Avery mentions that this type of talk never happened in the early days of the band. For fans, enthusiasm like this might just be enough to make them a little giddy. It’s also fantastic to hear Avery talking about his love and appreciation for the band.

“We’ve all been doing this for long enough that thankfully, we've come to the realization this is a pretty miraculous thing we get to do at this stage of our lives. The fact that people still care about what we did and what we’re doing still, it’s better than it’s ever been on a personal level in many, many, many ways,” he says .

This current tour with Love & Rockets, which finds the two legendary alternative bands playing together at Arizona Financial Theatre on Thursday, may also seem to be something of a full-circle moment for Avery and his bandmates. In early 1989, just after Jane’s Addiction played two sold-out shows at a small club called The Underground on 35th Avenue and Camelback Road in Phoenix, the band headed east and took a slot opening for Love & Rockets on the east coast for the latter’s Earth-Sun-Moon tour.

Our conversation turned to bands that had been influential on Avery and his bandmates during their formative years in the 80s.

“The only bands that we ever said, ‘Let’s do stuff like them,’ and this is just Perry and I, were Velvet Underground and Joy Division. Both of those were because we loved those bands more than anything. We said, ‘Let’s do their approach without sounding like them. Let’s not sound like Joy Division but approach things the way they would have or (try to) have the spirit of them,” Avery says.

It's safe to say now, over 35 years since the first, self-titled Jane’s Addiction record came out in 1987, that Avery’s band does not sound much (or anything) like Joy Division or Velvet Underground. Sure, they did cover the Velvets' “Rock and Roll” on the aforementioned "Jane’s Addiction" record, but even then, Jane’s Addiction made the song their own.
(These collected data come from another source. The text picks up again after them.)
//! ---
//! gd_section: "02-interpolation-engine"
//! gd_subsection: "module"
//! gd_type: "source"
//! gd_scope: "code"
//! gd_description: "Interpolation of missing substation and line coordinates."
//! gd_version: "v0.0.0-prealpha"
//! gd_owner: "tbd"
//! ---
use serde::{Deserialize, Serialize};
use tracing::warn;

pub const DEFAULT_ACCURACY_WARNING_THRESHOLD: u8 = 75;

/// Share of substations positioned straight from the store.
#[derive(Debug, Clone, Copy, PartialEq, Eq, Serialize, Deserialize)]
pub struct AccuracyReport {
    pub known: usize,
    pub to_compute: usize,
    /// `round(100 * known / (known + to_compute))`, 100 when there is nothing to place.
    pub accuracy: u8,
    pub low_confidence: bool,
}

/// Computes the accuracy factor and warns when it drops under `threshold`.
///
/// Purely observational: the estimation runs the same whatever the outcome.
pub fn assess_accuracy(known: usize, to_compute: usize, threshold: u8) -> AccuracyReport {
    let total = known + to_compute;
    let accuracy = if total == 0 {
        100
    } else {
        (100.0 * known as f64 / total as f64).round() as u8
    };
    let low_confidence = accuracy < threshold;
    if low_confidence {
        warn!(accuracy, threshold, known, to_compute, "accuracy factor is below threshold");
    }
    AccuracyReport {
        known,
        to_compute,
        accuracy,
        low_confidence,
    }
}
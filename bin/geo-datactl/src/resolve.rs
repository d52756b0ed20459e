//! ---
//! gd_section: "03-control-interfaces"
//! gd_subsection: "binary"
//! gd_type: "source"
//! gd_scope: "code"
//! gd_description: "Control CLI for resolving and managing grid geo data."
//! gd_version: "v0.0.0-prealpha"
//! gd_owner: "tbd"
//! ---
use std::path::PathBuf;

use anyhow::{Context, Result};
use clap::Args;
use geo_data_common::config::AppConfig;
use geo_data_engine::{
    io::load_topology_from_file,
    model::{Country, NetworkTopology},
    orchestrator::{CountryFilter, GeoDataOrchestrator, GeoDataSnapshot},
    reports::ReportExporter,
    store::{GeoStore, JsonFileGeoStore},
};
use tracing::info;

use crate::store_path;

/// Inputs shared by commands that read a topology against the store.
#[derive(Debug, Args)]
pub struct TopologyArgs {
    /// Topology snapshot (JSON or YAML).
    #[arg(long, value_name = "FILE")]
    topology: PathBuf,

    /// Geo store file (defaults to the configured store path).
    #[arg(long, value_name = "FILE")]
    store: Option<PathBuf>,

    /// Restrict to substations of these countries (ISO alpha-2, repeatable).
    #[arg(long = "country", value_name = "CC")]
    countries: Vec<Country>,
}

impl TopologyArgs {
    fn load(&self, config: &AppConfig) -> Result<(NetworkTopology, JsonFileGeoStore, CountryFilter)> {
        let topology = load_topology_from_file(&self.topology)
            .with_context(|| format!("failed to load topology {}", self.topology.display()))?;
        let path = store_path(self.store.clone(), config);
        let store = JsonFileGeoStore::open(&path)
            .with_context(|| format!("failed to open geo store {}", path.display()))?;
        let countries = self.countries.iter().cloned().collect();
        Ok((topology, store, countries))
    }
}

#[derive(Debug, Args)]
pub struct ResolveArgs {
    #[command(flatten)]
    input: TopologyArgs,

    /// Directory receiving substations.json, lines.json and resolution.json.
    #[arg(long, value_name = "DIR")]
    output: Option<PathBuf>,

    /// Override the configured sweep cap per phase.
    #[arg(long = "max-iterations", value_name = "N")]
    max_iterations: Option<usize>,
}

#[derive(Debug, Args)]
pub struct LinesArgs {
    #[command(flatten)]
    input: TopologyArgs,
}

pub fn run_resolve(args: ResolveArgs, config: &AppConfig) -> Result<()> {
    let (topology, store, countries) = args.input.load(config)?;
    let mut engine = config.engine.clone();
    if let Some(max_iterations) = args.max_iterations {
        engine.max_iterations = max_iterations;
    }

    let snapshot = GeoDataOrchestrator::new(engine)
        .resolve_from_store(&topology, &store, &countries)
        .context("geo data resolution failed")?;
    render_summary(&snapshot);

    if let Some(dir) = &args.output {
        let exporter = ReportExporter::new(&snapshot, topology.version.clone());
        exporter
            .export_all(dir)
            .with_context(|| format!("failed to write reports to {}", dir.display()))?;
        info!(run_id = %exporter.run_id(), "reports exported");
        println!("Reports written to {}", dir.display());
    }
    Ok(())
}

pub fn run_lines(args: LinesArgs, config: &AppConfig) -> Result<()> {
    let (topology, store, countries) = args.input.load(config)?;
    let stored = store.lines()?;
    let lines = GeoDataOrchestrator::new(config.engine.clone()).stored_lines(&topology, &stored, &countries);
    println!("{}", serde_json::to_string_pretty(&lines)?);
    Ok(())
}

fn render_summary(snapshot: &GeoDataSnapshot) {
    let resolution = &snapshot.substations;
    println!(
        "Known: {}\nComputed: {}\nUnresolved: {}\nAccuracy: {}%{}\nLines: {}",
        resolution.known,
        resolution.computed,
        resolution.unresolved.len(),
        resolution.accuracy.accuracy,
        if resolution.accuracy.low_confidence {
            " (low confidence)"
        } else {
            ""
        },
        snapshot.lines.len()
    );
    for id in &resolution.estimation.skipped_missing_country {
        println!("Skipped (no country): {id}");
    }
}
I did mention to Avery that when I first heard them back in 1988, I thought they sounded like their fellow Los Angeles neighbors, The Three O’Clock but only if the Paisley Underground greats had gotten way into heroin.
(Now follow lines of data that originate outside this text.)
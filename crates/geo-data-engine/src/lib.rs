//! ---
//! gd_section: "02-interpolation-engine"
//! gd_subsection: "module"
//! gd_type: "source"
//! gd_scope: "code"
//! gd_description: "Interpolation of missing substation and line coordinates."
//! gd_version: "v0.0.0-prealpha"
//! gd_owner: "tbd"
//! ---
//! Fills in coordinates for substations and lines that have none, by
//! propagating stored positions through the electrical network topology.
//!
//! The engine is pure over its inputs: it reads a topology snapshot and a set
//! of known coordinates, and returns a completed set without touching either.
//! Persisting the result is left to the caller.

pub mod accuracy;
pub mod errors;
pub mod estimator;
pub mod io;
pub mod model;
pub mod neighbours;
pub mod ordering;
pub mod orchestrator;
pub mod reports;
pub mod store;

use std::path::Path;

use geo_data_common::config::EngineConfig;
use tracing::info;

use crate::{
    model::NetworkTopology,
    orchestrator::{CountryFilter, GeoDataOrchestrator, GeoDataSnapshot},
    reports::ReportExporter,
    store::GeoStore,
};

pub use errors::{GeoDataError, Result};
pub use model::{Coordinate, Country, LineGeoData, SubstationGeoData, SubstationId};

/// Resolves substation and line geo data for `topology` against `store`.
pub fn resolve_geo_data(
    topology: &NetworkTopology,
    store: &dyn GeoStore,
    countries: &CountryFilter,
    config: &EngineConfig,
) -> Result<GeoDataSnapshot> {
    info!(
        topology_version = topology.version.as_deref().unwrap_or(""),
        countries = countries.len(),
        "resolving geo data"
    );
    GeoDataOrchestrator::new(config.clone()).resolve_from_store(topology, store, countries)
}

/// Like [`resolve_geo_data`], additionally exporting the reports into `output_dir`.
pub fn resolve_and_export(
    topology: &NetworkTopology,
    store: &dyn GeoStore,
    countries: &CountryFilter,
    config: &EngineConfig,
    output_dir: &Path,
) -> Result<GeoDataSnapshot> {
    let snapshot = resolve_geo_data(topology, store, countries, config)?;
    ReportExporter::new(&snapshot, topology.version.clone()).export_all(output_dir)?;
    Ok(snapshot)
}
//! ---
//! gd_section: "02-interpolation-engine"
//! gd_subsection: "module"
//! gd_type: "source"
//! gd_scope: "code"
//! gd_description: "Interpolation of missing substation and line coordinates."
//! gd_version: "v0.0.0-prealpha"
//! gd_owner: "tbd"
//! ---
use std::{fs, path::Path};

use crate::{
    errors::{GeoDataError, Result},
    model::{LineGeoData, NetworkTopology, SubstationGeoData},
};

/// Reads a topology snapshot, as JSON when the document opens with `{`, YAML otherwise.
pub fn load_topology_from_file(path: impl AsRef<Path>) -> Result<NetworkTopology> {
    let data = fs::read_to_string(path)?;
    let topology = if data.trim_start().starts_with('{') {
        serde_json::from_str(&data)?
    } else {
        serde_yaml::from_str(&data).map_err(GeoDataError::YamlSerializationFailed)?
    };
    Ok(topology)
}

pub fn load_substation_geo_data(path: impl AsRef<Path>) -> Result<Vec<SubstationGeoData>> {
    let data = fs::read_to_string(path)?;
    Ok(serde_json::from_str(&data)?)
}

pub fn load_line_geo_data(path: impl AsRef<Path>) -> Result<Vec<LineGeoData>> {
    let data = fs::read_to_string(path)?;
    Ok(serde_json::from_str(&data)?)
}
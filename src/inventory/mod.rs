//! Inventory domain — fixed-slot containers and the manager that mutates
//! them.
//!
//! A container is a dumb ordered array of slots; every mutation goes
//! through [`InventoryManager`], which enforces atomicity and fires change
//! notifications.

mod manager;

pub use manager::{InventoryEvent, InventoryManager};

use serde::{Deserialize, Serialize};
use thiserror::Error;

use crate::items::{ItemDef, ItemInstance};
use crate::shared::ItemId;

// ─────────────────────────────────────────────────────────────────────────────
// Errors
// ─────────────────────────────────────────────────────────────────────────────

/// Local rejection of an inventory operation. Failed calls mutate nothing.
#[derive(Debug, Clone, PartialEq, Error)]
pub enum InventoryError {
    #[error("quantity must be greater than zero")]
    ZeroQuantity,
    #[error("not enough space for {requested} x '{item}'")]
    InsufficientSpace { item: ItemId, requested: u32 },
    #[error("not enough '{item}' in stock: requested {requested}, have {available}")]
    InsufficientStock {
        item: ItemId,
        requested: u32,
        available: u32,
    },
    #[error("slot index {0} is out of bounds")]
    BadSlot(usize),
    #[error("slot {0} is empty")]
    EmptySlot(usize),
}

// ─────────────────────────────────────────────────────────────────────────────
// Container
// ─────────────────────────────────────────────────────────────────────────────

/// Fixed-length ordered sequence of slots, each holding at most one stack
/// group. The length is set at construction and never changes.
#[derive(Debug, Clone, Serialize, Deserialize)]
pub struct Inventory {
    slots: Vec<Option<ItemInstance>>,
}

impl Inventory {
    /// An empty container with `slot_count` slots (at least one).
    pub fn new(slot_count: usize) -> Self {
        Self {
            slots: vec![None; slot_count.max(1)],
        }
    }

    pub fn slot_count(&self) -> usize {
        self.slots.len()
    }

    pub fn slots(&self) -> &[Option<ItemInstance>] {
        &self.slots
    }

    pub fn slot(&self, index: usize) -> Option<&ItemInstance> {
        self.slots.get(index).and_then(Option::as_ref)
    }

    pub(crate) fn slots_mut(&mut self) -> &mut [Option<ItemInstance>] {
        &mut self.slots
    }

    /// Total units of `id` held across all slots.
    pub fn count(&self, id: &str) -> u64 {
        self.slots
            .iter()
            .filter_map(Option::as_ref)
            .filter(|inst| inst.id() == id)
            .map(|inst| inst.quantity() as u64)
            .sum()
    }

    pub fn has(&self, id: &str, quantity: u32) -> bool {
        self.count(id) >= quantity as u64
    }

    pub fn occupied_slots(&self) -> usize {
        self.slots.iter().filter(|slot| slot.is_some()).count()
    }

    pub fn has_empty_slot(&self) -> bool {
        self.slots.iter().any(Option::is_none)
    }

    /// How many more units of `def` this container could take: room in
    /// existing mergeable stacks plus one full stack per empty slot.
    pub fn free_capacity_for(&self, def: &ItemDef) -> u64 {
        self.slots
            .iter()
            .map(|slot| match slot {
                None => def.max_stack as u64,
                Some(inst) if accepts_more(inst, def) => inst.stack().space_left() as u64,
                Some(_) => 0,
            })
            .sum()
    }
}

/// Whether `inst` is a valid merge target for more units of `def`. Must
/// agree exactly with the manager's merge pass, or the capacity check and
/// the actual walk would diverge.
pub(crate) fn accepts_more(inst: &ItemInstance, def: &ItemDef) -> bool {
    inst.id() == def.id
        && inst.durability().is_none()
        && !inst.is_equipped()
        && def.max_stack > 1
        && inst.stack().is_stackable()
        && inst.stack().max_stack() == def.max_stack
        && !inst.stack().is_full()
}

#[cfg(test)]
mod tests {
    use super::*;
    use crate::items::ItemKind;
    use crate::shared::ItemCategory;
    use std::collections::BTreeSet;
    use std::sync::Arc;

    fn wheat() -> Arc<ItemDef> {
        Arc::new(ItemDef {
            id: "wheat".into(),
            name: "Wheat".into(),
            description: String::new(),
            category: ItemCategory::Produce,
            max_stack: 10,
            max_durability: 0,
            usable_while_broken: false,
            sell_price: 25,
            tags: BTreeSet::new(),
            kind: ItemKind::Produce {
                edible: false,
                energy_restore: 0,
            },
        })
    }

    #[test]
    fn test_empty_container_capacity() {
        let container = Inventory::new(4);
        assert_eq!(container.free_capacity_for(&wheat()), 40);
        assert_eq!(container.count("wheat"), 0);
        assert!(container.has_empty_slot());
    }

    #[test]
    fn test_capacity_counts_partial_stacks() {
        let def = wheat();
        let mut container = Inventory::new(2);
        container.slots_mut()[0] = Some(ItemInstance::new(&def, 7));
        // 3 left in the partial stack + 10 for the empty slot.
        assert_eq!(container.free_capacity_for(&def), 13);
    }

    #[test]
    fn test_zero_slot_container_clamped_to_one() {
        let container = Inventory::new(0);
        assert_eq!(container.slot_count(), 1);
    }
}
“That’s funny because I was a fan of The Salvation Army who were The Three O’Clock before they were the Three O’Clock,” Avery says.
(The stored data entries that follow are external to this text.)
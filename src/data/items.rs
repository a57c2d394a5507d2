//! Built-in item roster.
//!
//! Sell prices and energy values follow the game-design sheet; stack
//! bounds are 1 for anything with durability and the default bound for
//! loose stock.

use std::collections::BTreeSet;

use crate::items::{ItemDef, ItemKind};
use crate::shared::{ItemCategory, Season, DEFAULT_STACK_SIZE};

fn tags(list: &[&str]) -> BTreeSet<String> {
    list.iter().map(|tag| tag.to_string()).collect()
}

pub(super) fn roster() -> Vec<ItemDef> {
    vec![
        // ── Tools ───────────────────────────────────────────────────────────

        ItemDef {
            id: "hoe".into(),
            name: "Hoe".into(),
            description: "Tills soil for planting.".into(),
            category: ItemCategory::Tool,
            max_stack: 1,
            max_durability: 100,
            usable_while_broken: false,
            sell_price: 0,
            tags: BTreeSet::new(),
            kind: ItemKind::Tool { durability_per_use: 1 },
        },
        ItemDef {
            id: "watering_can".into(),
            name: "Watering Can".into(),
            description: "Waters one tile per use.".into(),
            category: ItemCategory::Tool,
            max_stack: 1,
            max_durability: 150,
            usable_while_broken: false,
            sell_price: 0,
            tags: BTreeSet::new(),
            kind: ItemKind::Tool { durability_per_use: 1 },
        },
        ItemDef {
            id: "axe".into(),
            name: "Axe".into(),
            description: "Chops trees and stumps.".into(),
            category: ItemCategory::Tool,
            max_stack: 1,
            max_durability: 120,
            usable_while_broken: false,
            sell_price: 0,
            tags: BTreeSet::new(),
            kind: ItemKind::Tool { durability_per_use: 2 },
        },
        ItemDef {
            id: "pickaxe".into(),
            name: "Pickaxe".into(),
            description: "Breaks rocks and ore nodes.".into(),
            category: ItemCategory::Tool,
            max_stack: 1,
            max_durability: 120,
            usable_while_broken: false,
            sell_price: 0,
            tags: BTreeSet::new(),
            kind: ItemKind::Tool { durability_per_use: 2 },
        },

        // ── Equipment ───────────────────────────────────────────────────────

        ItemDef {
            id: "copper_sword".into(),
            name: "Copper Sword".into(),
            description: "A serviceable blade for the mines.".into(),
            category: ItemCategory::Equipment,
            max_stack: 1,
            max_durability: 80,
            usable_while_broken: false,
            sell_price: 150,
            tags: BTreeSet::new(),
            kind: ItemKind::Equipment { attack: 8, defense: 0 },
        },
        ItemDef {
            id: "leather_boots".into(),
            name: "Leather Boots".into(),
            description: "Sturdy enough for rocky floors.".into(),
            category: ItemCategory::Equipment,
            max_stack: 1,
            max_durability: 60,
            usable_while_broken: false,
            sell_price: 90,
            tags: BTreeSet::new(),
            kind: ItemKind::Equipment { attack: 0, defense: 3 },
        },

        // ── Seeds ───────────────────────────────────────────────────────────

        ItemDef {
            id: "turnip_seeds".into(),
            name: "Turnip Seeds".into(),
            description: "Sprouts fast. Spring only.".into(),
            category: ItemCategory::Seed,
            max_stack: DEFAULT_STACK_SIZE,
            max_durability: 0,
            usable_while_broken: false,
            sell_price: 10,
            tags: BTreeSet::new(),
            kind: ItemKind::Seed {
                crop_id: "turnip".into(),
                seasons: vec![Season::Spring],
            },
        },
        ItemDef {
            id: "potato_seeds".into(),
            name: "Potato Seeds".into(),
            description: "Hearty spring tubers.".into(),
            category: ItemCategory::Seed,
            max_stack: DEFAULT_STACK_SIZE,
            max_durability: 0,
            usable_while_broken: false,
            sell_price: 25,
            tags: BTreeSet::new(),
            kind: ItemKind::Seed {
                crop_id: "potato".into(),
                seasons: vec![Season::Spring],
            },
        },
        ItemDef {
            id: "strawberry_seeds".into(),
            name: "Strawberry Seeds".into(),
            description: "Keeps fruiting after the first pick.".into(),
            category: ItemCategory::Seed,
            max_stack: DEFAULT_STACK_SIZE,
            max_durability: 0,
            usable_while_broken: false,
            sell_price: 50,
            tags: BTreeSet::new(),
            kind: ItemKind::Seed {
                crop_id: "strawberry".into(),
                seasons: vec![Season::Spring],
            },
        },
        ItemDef {
            id: "melon_seeds".into(),
            name: "Melon Seeds".into(),
            description: "Slow, lucrative summer crop.".into(),
            category: ItemCategory::Seed,
            max_stack: DEFAULT_STACK_SIZE,
            max_durability: 0,
            usable_while_broken: false,
            sell_price: 40,
            tags: BTreeSet::new(),
            kind: ItemKind::Seed {
                crop_id: "melon".into(),
                seasons: vec![Season::Summer],
            },
        },
        ItemDef {
            id: "blueberry_seeds".into(),
            name: "Blueberry Seeds".into(),
            description: "Summer bushes with repeat harvests.".into(),
            category: ItemCategory::Seed,
            max_stack: DEFAULT_STACK_SIZE,
            max_durability: 0,
            usable_while_broken: false,
            sell_price: 40,
            tags: BTreeSet::new(),
            kind: ItemKind::Seed {
                crop_id: "blueberry".into(),
                seasons: vec![Season::Summer],
            },
        },
        ItemDef {
            id: "pumpkin_seeds".into(),
            name: "Pumpkin Seeds".into(),
            description: "The pride of fall.".into(),
            category: ItemCategory::Seed,
            max_stack: DEFAULT_STACK_SIZE,
            max_durability: 0,
            usable_while_broken: false,
            sell_price: 50,
            tags: BTreeSet::new(),
            kind: ItemKind::Seed {
                crop_id: "pumpkin".into(),
                seasons: vec![Season::Fall],
            },
        },
        ItemDef {
            id: "wheat_seeds".into(),
            name: "Wheat Seeds".into(),
            description: "Grows in any warm season.".into(),
            category: ItemCategory::Seed,
            max_stack: DEFAULT_STACK_SIZE,
            max_durability: 0,
            usable_while_broken: false,
            sell_price: 5,
            tags: BTreeSet::new(),
            kind: ItemKind::Seed {
                crop_id: "wheat".into(),
                seasons: vec![Season::Spring, Season::Summer, Season::Fall],
            },
        },

        // ── Produce ─────────────────────────────────────────────────────────

        ItemDef {
            id: "turnip".into(),
            name: "Turnip".into(),
            description: "Crisp and a little peppery.".into(),
            category: ItemCategory::Produce,
            max_stack: DEFAULT_STACK_SIZE,
            max_durability: 0,
            usable_while_broken: false,
            sell_price: 60,
            tags: tags(&["giftable"]),
            kind: ItemKind::Produce { edible: true, energy_restore: 15 },
        },
        ItemDef {
            id: "potato".into(),
            name: "Potato".into(),
            description: "Dependable and filling.".into(),
            category: ItemCategory::Produce,
            max_stack: DEFAULT_STACK_SIZE,
            max_durability: 0,
            usable_while_broken: false,
            sell_price: 80,
            tags: tags(&["giftable"]),
            kind: ItemKind::Produce { edible: true, energy_restore: 20 },
        },
        ItemDef {
            id: "strawberry".into(),
            name: "Strawberry".into(),
            description: "Sweet spring favorite.".into(),
            category: ItemCategory::Produce,
            max_stack: DEFAULT_STACK_SIZE,
            max_durability: 0,
            usable_while_broken: false,
            sell_price: 120,
            tags: tags(&["giftable"]),
            kind: ItemKind::Produce { edible: true, energy_restore: 25 },
        },
        ItemDef {
            id: "melon".into(),
            name: "Melon".into(),
            description: "Heavy, fragrant, worth the wait.".into(),
            category: ItemCategory::Produce,
            max_stack: DEFAULT_STACK_SIZE,
            max_durability: 0,
            usable_while_broken: false,
            sell_price: 250,
            tags: tags(&["giftable"]),
            kind: ItemKind::Produce { edible: true, energy_restore: 45 },
        },
        ItemDef {
            id: "blueberry".into(),
            name: "Blueberry".into(),
            description: "Best by the handful.".into(),
            category: ItemCategory::Produce,
            max_stack: DEFAULT_STACK_SIZE,
            max_durability: 0,
            usable_while_broken: false,
            sell_price: 50,
            tags: tags(&["giftable"]),
            kind: ItemKind::Produce { edible: true, energy_restore: 10 },
        },
        ItemDef {
            id: "pumpkin".into(),
            name: "Pumpkin".into(),
            description: "Too pretty to carve. Almost.".into(),
            category: ItemCategory::Produce,
            max_stack: DEFAULT_STACK_SIZE,
            max_durability: 0,
            usable_while_broken: false,
            sell_price: 320,
            tags: tags(&["giftable"]),
            kind: ItemKind::Produce { edible: false, energy_restore: 0 },
        },
        ItemDef {
            id: "wheat".into(),
            name: "Wheat".into(),
            description: "Milled into flour by the general store.".into(),
            category: ItemCategory::Produce,
            max_stack: DEFAULT_STACK_SIZE,
            max_durability: 0,
            usable_while_broken: false,
            sell_price: 25,
            tags: BTreeSet::new(),
            kind: ItemKind::Produce { edible: false, energy_restore: 0 },
        },

        // ── Resources ───────────────────────────────────────────────────────

        ItemDef {
            id: "wood".into(),
            name: "Wood".into(),
            description: "Split logs from farm trees.".into(),
            category: ItemCategory::Resource,
            max_stack: DEFAULT_STACK_SIZE,
            max_durability: 0,
            usable_while_broken: false,
            sell_price: 2,
            tags: BTreeSet::new(),
            kind: ItemKind::Resource {
                refined_into: Some("plank".into()),
                refine_yield: 2,
            },
        },
        ItemDef {
            id: "stone".into(),
            name: "Stone".into(),
            description: "Rubble from the field and the mines.".into(),
            category: ItemCategory::Resource,
            max_stack: DEFAULT_STACK_SIZE,
            max_durability: 0,
            usable_while_broken: false,
            sell_price: 2,
            tags: BTreeSet::new(),
            kind: ItemKind::Resource {
                refined_into: Some("stone_brick".into()),
                refine_yield: 1,
            },
        },
        ItemDef {
            id: "iron_ore".into(),
            name: "Iron Ore".into(),
            description: "Smelts down to workable bars.".into(),
            category: ItemCategory::Resource,
            max_stack: DEFAULT_STACK_SIZE,
            max_durability: 0,
            usable_while_broken: false,
            sell_price: 10,
            tags: tags(&["smeltable"]),
            kind: ItemKind::Resource {
                refined_into: Some("iron_bar".into()),
                refine_yield: 1,
            },
        },
        ItemDef {
            id: "fiber".into(),
            name: "Fiber".into(),
            description: "Scythed from weeds.".into(),
            category: ItemCategory::Resource,
            max_stack: DEFAULT_STACK_SIZE,
            max_durability: 0,
            usable_while_broken: false,
            sell_price: 1,
            tags: BTreeSet::new(),
            kind: ItemKind::Resource {
                refined_into: None,
                refine_yield: 0,
            },
        },

        // ── Materials ───────────────────────────────────────────────────────

        ItemDef {
            id: "plank".into(),
            name: "Plank".into(),
            description: "Building-grade lumber.".into(),
            category: ItemCategory::Material,
            max_stack: DEFAULT_STACK_SIZE,
            max_durability: 0,
            usable_while_broken: false,
            sell_price: 6,
            tags: BTreeSet::new(),
            kind: ItemKind::Material,
        },
        ItemDef {
            id: "stone_brick".into(),
            name: "Stone Brick".into(),
            description: "Cut and squared for masonry.".into(),
            category: ItemCategory::Material,
            max_stack: DEFAULT_STACK_SIZE,
            max_durability: 0,
            usable_while_broken: false,
            sell_price: 5,
            tags: BTreeSet::new(),
            kind: ItemKind::Material,
        },
        ItemDef {
            id: "iron_bar".into(),
            name: "Iron Bar".into(),
            description: "The blacksmith's staple.".into(),
            category: ItemCategory::Material,
            max_stack: DEFAULT_STACK_SIZE,
            max_durability: 0,
            usable_while_broken: false,
            sell_price: 120,
            tags: BTreeSet::new(),
            kind: ItemKind::Material,
        },
    ]
}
Arizona has been kind to Jane’s Addiction over the years, but it didn’t necessarily start out that way. Avery did remember hanging out with Tucson’s Caterwaul on one of those early road trips to the desert.

“We were big fans of Cocteau Twins and there was definitely some overlap there with Caterwaul. We played a show with them and they were basically our crowd for that one and we were theirs. There was nobody there. In fact, our manager got choked by the club promoter when he went to ask for some money. We were trying to make our way across the country but wound up at Caterwaul’s house,” Avery says.

Jane's Addiction and Love & Rockets. 7 p.m. Thursday, Aug. 15. Arizona Federal Theatre, 400 W. Washington St. Tickets start at $53.